### THE TASK
Lines from the top of the entries through the line that has "-> Result<Option<ChunkRecord>, TransferError>;" must be duplicated exactly, and no others.

### TASK INPUTS
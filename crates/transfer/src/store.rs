//! Chunk blob storage keyed by `(session, index)`.

use std::io::{Read, Write};
use std::path::{Path, PathBuf};

use chrono::{DateTime, Utc};
use chunkpost_protocol::{FailureReason, SessionKey};
use serde::{Deserialize, Serialize};
use sha2::{Digest, Sha256};

use crate::TransferError;
use crate::registry::ChunkRecord;

const MANIFEST_FILE: &str = "session.json";
const PART_EXT: &str = "part";

/// Durable description of a session, written when it is registered so that
/// chunks stored before a crash can be reattached on restart.
#[derive(Debug, Clone, PartialEq, Eq, Serialize, Deserialize)]
#[serde(rename_all = "camelCase")]
pub struct SessionManifest {
    pub key: SessionKey,
    pub logical_name: String,
    pub total_chunks: u32,
    pub created_at: DateTime<Utc>,
    /// Set once the session has failed; such sessions are restored as
    /// `Failed`, never reopened.
    #[serde(default, skip_serializing_if = "Option::is_none")]
    pub failure: Option<FailureReason>,
}

/// Blob storage for chunks.
///
/// Implementations perform blocking I/O; async callers offload calls to
/// `tokio::task::spawn_blocking`. Keys of different sessions never overlap.
pub trait ChunkStore: Send + Sync {
    /// Stores a chunk. The blob is either fully written or absent.
    fn put(&self, key: &SessionKey, index: u32, data: &[u8]) -> Result<(), TransferError>;

    /// Opens a chunk for streaming. Returns `None` if the blob is absent.
    fn open(
        &self,
        key: &SessionKey,
        index: u32,
    ) -> Result<Option<Box<dyn Read + Send>>, TransferError>;

    /// Length and SHA-256 hex digest of a stored chunk, `None` if absent.
    fn record(&self, key: &SessionKey, index: u32) -> Result<Option<ChunkRecord>, TransferError>;

    /// Deletes one chunk. Returns `false` if it did not exist.
    fn delete(&self, key: &SessionKey, index: u32) -> Result<bool, TransferError>;

    /// Deletes every chunk and the manifest of a session.
    ///
    /// Returns the number of chunk blobs removed.
    fn delete_session(&self, key: &SessionKey) -> Result<usize, TransferError>;

    /// Indices with a stored blob, ascending.
    fn list_indices(&self, key: &SessionKey) -> Result<Vec<u32>, TransferError>;

    /// Moves all blobs of `from` under `to`.
    fn rehome(&self, from: &SessionKey, to: &SessionKey) -> Result<(), TransferError>;

    fn write_manifest(&self, manifest: &SessionManifest) -> Result<(), TransferError>;

    fn load_manifests(&self) -> Result<Vec<SessionManifest>, TransferError>;
}

/// Stores chunks as `<root>/<session>/<index>.part`.
pub struct FilesystemChunkStore {
    root: PathBuf,
}

impl FilesystemChunkStore {
    /// Creates the store, creating `root` if needed.
    pub fn new(root: impl AsRef<Path>) -> Result<Self, TransferError> {
        let root = root.as_ref().to_path_buf();
        std::fs::create_dir_all(&root)?;
        Ok(Self { root })
    }

    fn session_dir(&self, key: &SessionKey) -> PathBuf {
        self.root.join(key.as_str())
    }

    fn chunk_path(&self, key: &SessionKey, index: u32) -> PathBuf {
        self.session_dir(key).join(format!("{index}.{PART_EXT}"))
    }
}

/// Writes `data` to a unique sibling of `path`, fsyncs, then renames it into
/// place.
fn write_atomic(path: &Path, data: &[u8]) -> std::io::Result<()> {
    let file_name = path
        .file_name()
        .map(|n| n.to_string_lossy().into_owned())
        .unwrap_or_default();
    let temp_path = path.with_file_name(format!(".{file_name}.tmp.{}", uuid::Uuid::new_v4()));

    let result = (|| {
        let mut file = std::fs::File::create(&temp_path)?;
        file.write_all(data)?;
        file.sync_all()?;
        std::fs::rename(&temp_path, path)
    })();

    if result.is_err() {
        let _ = std::fs::remove_file(&temp_path);
    }
    result
}

fn not_found_as_none<T>(result: std::io::Result<T>) -> std::io::Result<Option<T>> {
    match result {
        Ok(v) => Ok(Some(v)),
        Err(e) if e.kind() == std::io::ErrorKind::NotFound => Ok(None),
        Err(e) => Err(e),
    }
}

impl ChunkStore for FilesystemChunkStore {
    fn put(&self, key: &SessionKey, index: u32, data: &[u8]) -> Result<(), TransferError> {
        std::fs::create_dir_all(self.session_dir(key))?;
        write_atomic(&self.chunk_path(key, index), data)?;
        Ok(())
    }

    fn open(
        &self,
        key: &SessionKey,
        index: u32,
    ) -> Result<Option<Box<dyn Read + Send>>, TransferError> {
        let file = not_found_as_none(std::fs::File::open(self.chunk_path(key, index)))?;
        Ok(file.map(|f| Box::new(f) as Box<dyn Read + Send>))
    }

    fn record(&self, key: &SessionKey, index: u32) -> Result<Option<ChunkRecord>, TransferError> {
        let Some(mut file) = not_found_as_none(std::fs::File::open(self.chunk_path(key, index)))?
        else {
            return Ok(None);
        };
        let mut hasher = Sha256::new();
        let len = std::io::copy(&mut file, &mut hasher)?;
        Ok(Some(ChunkRecord {
            len,
            sha256: hex::encode(hasher.finalize()),
        }))
    }

    fn delete(&self, key: &SessionKey, index: u32) -> Result<bool, TransferError> {
        Ok(not_found_as_none(std::fs::remove_file(self.chunk_path(key, index)))?.is_some())
    }

    fn delete_session(&self, key: &SessionKey) -> Result<usize, TransferError> {
        let removed = self.list_indices(key)?.len();
        if not_found_as_none(std::fs::remove_dir_all(self.session_dir(key)))?.is_some() {
            tracing::debug!(session = %key, removed, "deleted session chunks");
        }
        Ok(removed)
    }

    fn list_indices(&self, key: &SessionKey) -> Result<Vec<u32>, TransferError> {
        let Some(entries) = not_found_as_none(std::fs::read_dir(self.session_dir(key)))? else {
            return Ok(Vec::new());
        };

        let mut indices = Vec::new();
        for entry in entries.flatten() {
            let name = entry.file_name();
            let name = name.to_string_lossy();
            if let Some(index) = name
                .strip_suffix(PART_EXT)
                .and_then(|stem| stem.strip_suffix('.'))
                .and_then(|stem| stem.parse::<u32>().ok())
            {
                indices.push(index);
            }
        }
        indices.sort_unstable();
        Ok(indices)
    }

    fn rehome(&self, from: &SessionKey, to: &SessionKey) -> Result<(), TransferError> {
        let target = self.session_dir(to);
        if target.exists() {
            return Err(TransferError::Internal(format!(
                "session directory already exists: {}",
                target.display()
            )));
        }
        match not_found_as_none(std::fs::rename(self.session_dir(from), &target))? {
            Some(()) => {}
            None => std::fs::create_dir_all(&target)?,
        }
        // The old manifest names the old key.
        let _ = std::fs::remove_file(target.join(MANIFEST_FILE));
        Ok(())
    }

    fn write_manifest(&self, manifest: &SessionManifest) -> Result<(), TransferError> {
        let dir = self.session_dir(&manifest.key);
        std::fs::create_dir_all(&dir)?;
        let json = serde_json::to_vec_pretty(manifest)?;
        write_atomic(&dir.join(MANIFEST_FILE), &json)?;
        Ok(())
    }

    fn load_manifests(&self) -> Result<Vec<SessionManifest>, TransferError> {
        let mut manifests = Vec::new();
        for entry in std::fs::read_dir(&self.root)?.flatten() {
            let path = entry.path().join(MANIFEST_FILE);
            let Some(content) = not_found_as_none(std::fs::read(&path))? else {
                continue;
            };
            match serde_json::from_slice::<SessionManifest>(&content) {
                Ok(manifest) => manifests.push(manifest),
                Err(e) => {
                    tracing::warn!(path = %path.display(), error = %e, "skipping unreadable session manifest");
                }
            }
        }
        Ok(manifests)
    }
}

#[cfg(test)]
mod tests {
    use super::*;
    use crate::checksum_bytes;
    use tempfile::TempDir;

    fn key(s: &str) -> SessionKey {
        SessionKey::new("tok", s)
    }

    fn read_all(store: &FilesystemChunkStore, k: &SessionKey, index: u32) -> Option<Vec<u8>> {
        store.open(k, index).unwrap().map(|mut r| {
            let mut buf = Vec::new();
            r.read_to_end(&mut buf).unwrap();
            buf
        })
    }

    #[test]
    fn put_open_delete() {
        let dir = TempDir::new().unwrap();
        let store = FilesystemChunkStore::new(dir.path()).unwrap();
        let k = key("a.bin");

        store.put(&k, 0, b"hello").unwrap();
        assert_eq!(read_all(&store, &k, 0).as_deref(), Some(&b"hello"[..]));
        assert!(read_all(&store, &k, 1).is_none());

        assert!(store.delete(&k, 0).unwrap());
        assert!(!store.delete(&k, 0).unwrap());
        assert!(read_all(&store, &k, 0).is_none());
    }

    #[test]
    fn put_overwrites_atomically_without_leftovers() {
        let dir = TempDir::new().unwrap();
        let store = FilesystemChunkStore::new(dir.path()).unwrap();
        let k = key("a.bin");

        store.put(&k, 3, b"first").unwrap();
        store.put(&k, 3, b"second").unwrap();
        assert_eq!(read_all(&store, &k, 3).as_deref(), Some(&b"second"[..]));

        let names: Vec<_> = std::fs::read_dir(dir.path().join(k.as_str()))
            .unwrap()
            .flatten()
            .map(|e| e.file_name().to_string_lossy().into_owned())
            .collect();
        assert_eq!(names, vec!["3.part".to_string()]);
    }

    #[test]
    fn record_matches_checksum_bytes() {
        let dir = TempDir::new().unwrap();
        let store = FilesystemChunkStore::new(dir.path()).unwrap();
        let k = key("a.bin");
        store.put(&k, 0, b"payload").unwrap();
        assert_eq!(
            store.record(&k, 0).unwrap(),
            Some(ChunkRecord {
                len: 7,
                sha256: checksum_bytes(b"payload"),
            })
        );
        assert_eq!(store.record(&k, 9).unwrap(), None);
    }

    #[test]
    fn sessions_are_isolated() {
        let dir = TempDir::new().unwrap();
        let store = FilesystemChunkStore::new(dir.path()).unwrap();
        let a = SessionKey::new("t1", "same.bin");
        let b = SessionKey::new("t2", "same.bin");

        store.put(&a, 0, b"A").unwrap();
        store.put(&b, 0, b"B").unwrap();
        assert_eq!(store.delete_session(&a).unwrap(), 1);
        assert_eq!(read_all(&store, &b, 0).as_deref(), Some(&b"B"[..]));
    }

    #[test]
    fn list_indices_sorted_and_ignores_manifest() {
        let dir = TempDir::new().unwrap();
        let store = FilesystemChunkStore::new(dir.path()).unwrap();
        let k = key("a.bin");
        for i in [10, 2, 7] {
            store.put(&k, i, b"x").unwrap();
        }
        store
            .write_manifest(&SessionManifest {
                key: k.clone(),
                logical_name: "a.bin".into(),
                total_chunks: 11,
                created_at: Utc::now(),
                failure: None,
            })
            .unwrap();
        assert_eq!(store.list_indices(&k).unwrap(), vec![2, 7, 10]);
        assert!(store.list_indices(&key("missing")).unwrap().is_empty());
    }

    #[test]
    fn delete_session_counts_only_blobs() {
        let dir = TempDir::new().unwrap();
        let store = FilesystemChunkStore::new(dir.path()).unwrap();
        let k = key("a.bin");
        for i in 0..3 {
            store.put(&k, i, b"x").unwrap();
        }
        store
            .write_manifest(&SessionManifest {
                key: k.clone(),
                logical_name: "a.bin".into(),
                total_chunks: 5,
                created_at: Utc::now(),
                failure: None,
            })
            .unwrap();
        assert_eq!(store.delete_session(&k).unwrap(), 3);
        assert!(!dir.path().join(k.as_str()).exists());
        assert_eq!(store.delete_session(&k).unwrap(), 0);
    }

    #[test]
    fn manifests_roundtrip_and_skip_garbage() {
        let dir = TempDir::new().unwrap();
        let store = FilesystemChunkStore::new(dir.path()).unwrap();
        let manifest = SessionManifest {
            key: key("a.bin"),
            logical_name: "a.bin".into(),
            total_chunks: 4,
            created_at: Utc::now(),
            failure: None,
        };
        store.write_manifest(&manifest).unwrap();
        let failed = SessionManifest {
            key: key("b.bin"),
            logical_name: "b.bin".into(),
            total_chunks: 2,
            created_at: Utc::now(),
            failure: Some(FailureReason::MissingChunk { index: 1 }),
        };
        store.write_manifest(&failed).unwrap();

        let junk = dir.path().join("junk");
        std::fs::create_dir_all(&junk).unwrap();
        std::fs::write(junk.join(MANIFEST_FILE), b"{not json").unwrap();

        let mut loaded = store.load_manifests().unwrap();
        loaded.sort_by(|a, b| a.key.cmp(&b.key));
        assert_eq!(loaded, vec![manifest, failed]);

        let raw = std::fs::read_to_string(dir.path().join(key("a.bin").as_str()).join(MANIFEST_FILE))
            .unwrap();
        assert!(!raw.contains("failure"));
    }

    #[test]
    fn rehome_moves_blobs_and_drops_old_manifest() {
        let dir = TempDir::new().unwrap();
        let store = FilesystemChunkStore::new(dir.path()).unwrap();
        let from = SessionKey::new("old", "a.bin");
        let to = SessionKey::new("new", "a.bin");
        store.put(&from, 1, b"one").unwrap();
        store
            .write_manifest(&SessionManifest {
                key: from.clone(),
                logical_name: "a.bin".into(),
                total_chunks: 2,
                created_at: Utc::now(),
                failure: None,
            })
            .unwrap();

        store.rehome(&from, &to).unwrap();
        assert_eq!(store.list_indices(&to).unwrap(), vec![1]);
        assert!(store.list_indices(&from).unwrap().is_empty());
        assert!(store.load_manifests().unwrap().is_empty());
    }
}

### COMPLETED TASK
filename crates/transfer/src/store.rs
//! Chunk blob storage keyed by `(session, index)`.

use std::io::{Read, Write};
use std::path::{Path, PathBuf};

use chrono::{DateTime, Utc};
use chunkpost_protocol::{FailureReason, SessionKey};
use serde::{Deserialize, Serialize};
use sha2::{Digest, Sha256};

use crate::TransferError;
use crate::registry::ChunkRecord;

const MANIFEST_FILE: &str = "session.json";
const PART_EXT: &str = "part";

/// Durable description of a session, written when it is registered so that
/// chunks stored before a crash can be reattached on restart.
#[derive(Debug, Clone, PartialEq, Eq, Serialize, Deserialize)]
#[serde(rename_all = "camelCase")]
pub struct SessionManifest {
    pub key: SessionKey,
    pub logical_name: String,
    pub total_chunks: u32,
    pub created_at: DateTime<Utc>,
    /// Set once the session has failed; such sessions are restored as
    /// `Failed`, never reopened.
    #[serde(default, skip_serializing_if = "Option::is_none")]
    pub failure: Option<FailureReason>,
}

/// Blob storage for chunks.
///
/// Implementations perform blocking I/O; async callers offload calls to
/// `tokio::task::spawn_blocking`. Keys of different sessions never overlap.
pub trait ChunkStore: Send + Sync {
    /// Stores a chunk. The blob is either fully written or absent.
    fn put(&self, key: &SessionKey, index: u32, data: &[u8]) -> Result<(), TransferError>;

    /// Opens a chunk for streaming. Returns `None` if the blob is absent.
    fn open(
        &self,
        key: &SessionKey,
        index: u32,
    ) -> Result<Option<Box<dyn Read + Send>>, TransferError>;

    /// Length and SHA-256 hex digest of a stored chunk, `None` if absent.
    fn record(&self, key: &SessionKey, index: u32) -> Result<Option<ChunkRecord>, TransferError>;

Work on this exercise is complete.